Percebendo que a disputa política havia se tornado uma constante nas sessões, ela e a colega de profissão Ivani Francisco de Oliveira decidiram promover uma roda de conversa, batizada de Roda de Acolhimento: Sofrimento Psíquico Gerado Pelas Eleições.
A ideia inicial das profissionais era oferecer essa ajuda extra e gratuita apenas para quem já se tratava com elas. Porém, após a divulgação do evento nas redes sociais, a procura acabou sendo maior do que a esperada - em menos três dias as inscrições foram encerradas, e o que era para acontecer em uma única data precisou de duas.
"O temor está instaurado socialmente e, por isso, a demanda por acolhimento cresceu. Entendemos que essa é uma ferramenta importante de compartilhamento, fortalecimento e reconhecimento de pares, para que as pessoas vejam que não estão sozinhas. Acima de tudo, é uma oportunidade de promover a empatia e construir estratégias de superação, autocuidado e autopreservação", acrescenta Eugênio.
Como lidar
De certo modo, todo mundo experimenta ansiedade e estresse em algum momento da vida, mas quando isso se torna crônico e não recebe o tratamento adequado, as consequências podem ser graves para a saúde - com o surgimento de hipertensão arterial, doenças cardíacas, depressão e obesidade e o enfraquecimento do sistema imunológico.

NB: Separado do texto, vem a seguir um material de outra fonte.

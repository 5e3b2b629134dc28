//! Catalog resolution: authoritative product data for a validated cart.

use std::collections::HashMap;

use rust_decimal::Decimal;
use serde::Serialize;
use thiserror::Error;
use tracing::{debug, instrument};

use kestrel_core::ProductId;

use crate::db::{CatalogStore, RepositoryError};
use crate::models::Product;
use crate::storage::ObjectStorage;

/// A purchasable product as checkout sees it.
#[derive(Debug, Clone, PartialEq, Eq, Serialize)]
#[serde(rename_all = "camelCase")]
pub struct ResolvedProduct {
    pub id: ProductId,
    pub name: String,
    pub description: Option<String>,
    /// Authoritative unit price.
    pub unit_price: Decimal,
    /// Absolute, cache-busted image URLs.
    pub image_urls: Vec<String>,
}

/// Resolved products keyed by ID.
pub type ResolvedCatalog = HashMap<ProductId, ResolvedProduct>;

#[derive(Debug, Error)]
pub enum CatalogError {
    /// Some requested products do not exist or cannot be sold.
    #[error("products unavailable: {}", format_ids(.missing))]
    ProductsUnavailable { missing: Vec<ProductId> },

    #[error(transparent)]
    Repository(#[from] RepositoryError),
}

/// Load every product in `ids` with a single catalog query.
///
/// Missing, inactive and out-of-stock products all fail the whole request;
/// `missing` lists them in request order.
///
/// # Errors
///
/// Returns `CatalogError::ProductsUnavailable` naming the unavailable IDs, or
/// `CatalogError::Repository` if the lookup fails.
#[instrument(skip_all, fields(requested = ids.len()))]
pub async fn resolve<C, S>(
    catalog: &C,
    storage: &S,
    ids: &[ProductId],
) -> Result<ResolvedCatalog, CatalogError>
where
    C: CatalogStore,
    S: ObjectStorage,
{
    let products = catalog.find_by_ids(ids).await?;

    let found: HashMap<ProductId, Product> = products
        .into_iter()
        .filter(Product::is_purchasable)
        .map(|p| (p.id, p))
        .collect();

    let missing: Vec<ProductId> = ids
        .iter()
        .filter(|id| !found.contains_key(*id))
        .copied()
        .collect();
    if !missing.is_empty() {
        debug!(missing = %format_ids(&missing), "Cart references unavailable products");
        return Err(CatalogError::ProductsUnavailable { missing });
    }

    Ok(found
        .into_values()
        .map(|product| {
            let image_urls = image_urls(&product, storage);
            let resolved = ResolvedProduct {
                id: product.id,
                name: product.name,
                description: product.description,
                unit_price: product.price,
                image_urls,
            };
            (resolved.id, resolved)
        })
        .collect())
}

/// Public image URLs with a `v=<last modified>` cache buster.
fn image_urls<S: ObjectStorage>(product: &Product, storage: &S) -> Vec<String> {
    let version = product.updated_at.timestamp();
    product
        .image_keys
        .iter()
        .filter(|key| !key.trim().is_empty())
        .map(|key| {
            let url = storage.public_url(key);
            let separator = if url.contains('?') { '&' } else { '?' };
            format!("{url}{separator}v={version}")
        })
        .collect()
}

fn format_ids(ids: &[ProductId]) -> String {
    ids.iter()
        .map(ToString::to_string)
        .collect::<Vec<_>>()
        .join(", ")
}

#[cfg(test)]
#[allow(clippy::unwrap_used)]
mod tests {
    use std::sync::atomic::{AtomicUsize, Ordering};

    use chrono::{TimeZone, Utc};
    use url::Url;
    use uuid::Uuid;

    use super::*;
    use crate::storage::PublicBucket;

    struct Catalog {
        products: Vec<Product>,
        lookups: AtomicUsize,
    }

    impl CatalogStore for Catalog {
        async fn find_by_ids(&self, ids: &[ProductId]) -> Result<Vec<Product>, RepositoryError> {
            self.lookups.fetch_add(1, Ordering::SeqCst);
            Ok(self
                .products
                .iter()
                .filter(|p| ids.contains(&p.id))
                .cloned()
                .collect())
        }
    }

    fn product(n: u128) -> Product {
        Product {
            id: ProductId::new(Uuid::from_u128(n)),
            name: format!("Product {n}"),
            description: None,
            price: Decimal::new(1999, 2),
            in_stock: true,
            is_active: true,
            category: None,
            image_keys: vec!["products/a.webp".to_string()],
            updated_at: Utc.timestamp_opt(1_700_000_000, 0).unwrap(),
        }
    }

    fn storage() -> PublicBucket {
        PublicBucket::new(Url::parse("https://cdn.example.pl/media/").unwrap())
    }

    #[tokio::test]
    async fn test_resolves_in_one_lookup() {
        let catalog = Catalog {
            products: vec![product(1), product(2)],
            lookups: AtomicUsize::new(0),
        };
        let ids = [product(1).id, product(2).id];

        let resolved = resolve(&catalog, &storage(), &ids).await.unwrap();

        assert_eq!(resolved.len(), 2);
        assert_eq!(catalog.lookups.load(Ordering::SeqCst), 1);
        assert_eq!(
            resolved[&ids[0]].image_urls,
            vec!["https://cdn.example.pl/media/products/a.webp?v=1700000000"]
        );
    }

    #[tokio::test]
    async fn test_missing_products_named() {
        let catalog = Catalog {
            products: vec![product(1)],
            lookups: AtomicUsize::new(0),
        };
        let absent = ProductId::new(Uuid::from_u128(9));

        let err = resolve(&catalog, &storage(), &[product(1).id, absent])
            .await
            .unwrap_err();

        assert!(matches!(err, CatalogError::ProductsUnavailable { missing } if missing == vec![absent]));
    }

    #[tokio::test]
    async fn test_inactive_and_out_of_stock_are_unavailable() {
        let mut inactive = product(1);
        inactive.is_active = false;
        let mut sold_out = product(2);
        sold_out.in_stock = false;
        let catalog = Catalog {
            products: vec![inactive.clone(), sold_out.clone(), product(3)],
            lookups: AtomicUsize::new(0),
        };

        let err = resolve(&catalog, &storage(), &[inactive.id, product(3).id, sold_out.id])
            .await
            .unwrap_err();

        assert!(matches!(
            err,
            CatalogError::ProductsUnavailable { missing } if missing == vec![inactive.id, sold_out.id]
        ));
    }
}
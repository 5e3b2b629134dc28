//! Origin resolution for post-payment redirect URLs.
//!
//! Fallback chain: `Origin` header, then the origin of `Referer`, then
//! `Host`, then the configured base URL. Whatever is chosen must parse as an
//! absolute http(s) URL, and must be HTTPS in production.

use axum::http::HeaderMap;
use axum::http::header::{HOST, ORIGIN, REFERER};
use thiserror::Error;
use url::Url;

use crate::config::Environment;

/// The resolved origin was unusable.
#[derive(Debug, Clone, Error, PartialEq, Eq)]
pub enum OriginError {
    #[error("origin is not a valid URL: {0}")]
    Invalid(String),

    #[error("origin must use https in production: {0}")]
    Insecure(String),
}

/// Resolve the origin to build redirect URLs against.
///
/// Returns the ASCII serialization of the origin, without a trailing slash.
///
/// # Errors
///
/// Returns `OriginError` if the chosen candidate is not a valid origin or is
/// plain HTTP in production.
pub fn resolve_origin(
    headers: &HeaderMap,
    base_url: &Url,
    environment: Environment,
) -> Result<String, OriginError> {
    let candidate = header(headers, ORIGIN.as_str())
        .filter(|origin| *origin != "null")
        .map(String::from)
        .or_else(|| {
            header(headers, REFERER.as_str())
                .and_then(|referer| Url::parse(referer).ok())
                .map(|url| url.origin().ascii_serialization())
        })
        .or_else(|| {
            header(headers, HOST.as_str()).map(|host| {
                let scheme = if environment.is_production() {
                    "https"
                } else {
                    "http"
                };
                format!("{scheme}://{host}")
            })
        })
        .unwrap_or_else(|| base_url.origin().ascii_serialization());

    validate(&candidate, environment)
}

fn validate(candidate: &str, environment: Environment) -> Result<String, OriginError> {
    let url = Url::parse(candidate).map_err(|_| OriginError::Invalid(candidate.to_string()))?;
    if !matches!(url.scheme(), "http" | "https") || url.host_str().is_none() {
        return Err(OriginError::Invalid(candidate.to_string()));
    }
    if environment.is_production() && url.scheme() != "https" {
        return Err(OriginError::Insecure(candidate.to_string()));
    }
    Ok(url.origin().ascii_serialization())
}

fn header<'a>(headers: &'a HeaderMap, name: &str) -> Option<&'a str> {
    headers
        .get(name)
        .and_then(|v| v.to_str().ok())
        .map(str::trim)
        .filter(|v| !v.is_empty())
}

O diretor-executivo associado de Pesquisa e Política Prática da APA explica que é importante cuidar do físico e do emocional, o que se consegue com bom sono, prática regular de exercícios, alimentação saudável, cultivo dos relacionamentos - de modo que possa haver apoio mútuo - e envolvimento em atividades agradáveis.
Ele indica ainda fazer um "detox digital" e limitar as discussões relacionadas à política.
E para quem não consegue ver uma saída, o especialista dá uma esperança: "No geral, a eleição presidencial de 2016 foi uma fonte de estresse para muitos americanos e as preocupações sobre a nação continuam a ser. No entanto, já no ano seguinte, 51% dos indivíduos contaram que isso os inspirou a se voluntariar ou apoiar causas que valorizam, o que sugere que eles estão canalizando suas preocupações para ações que possam ter benefícios para as comunidades locais. Essa é uma maneira positiva de lidar com o estresse e as preocupações e ainda colaborar para a construção de uma sociedade melhor".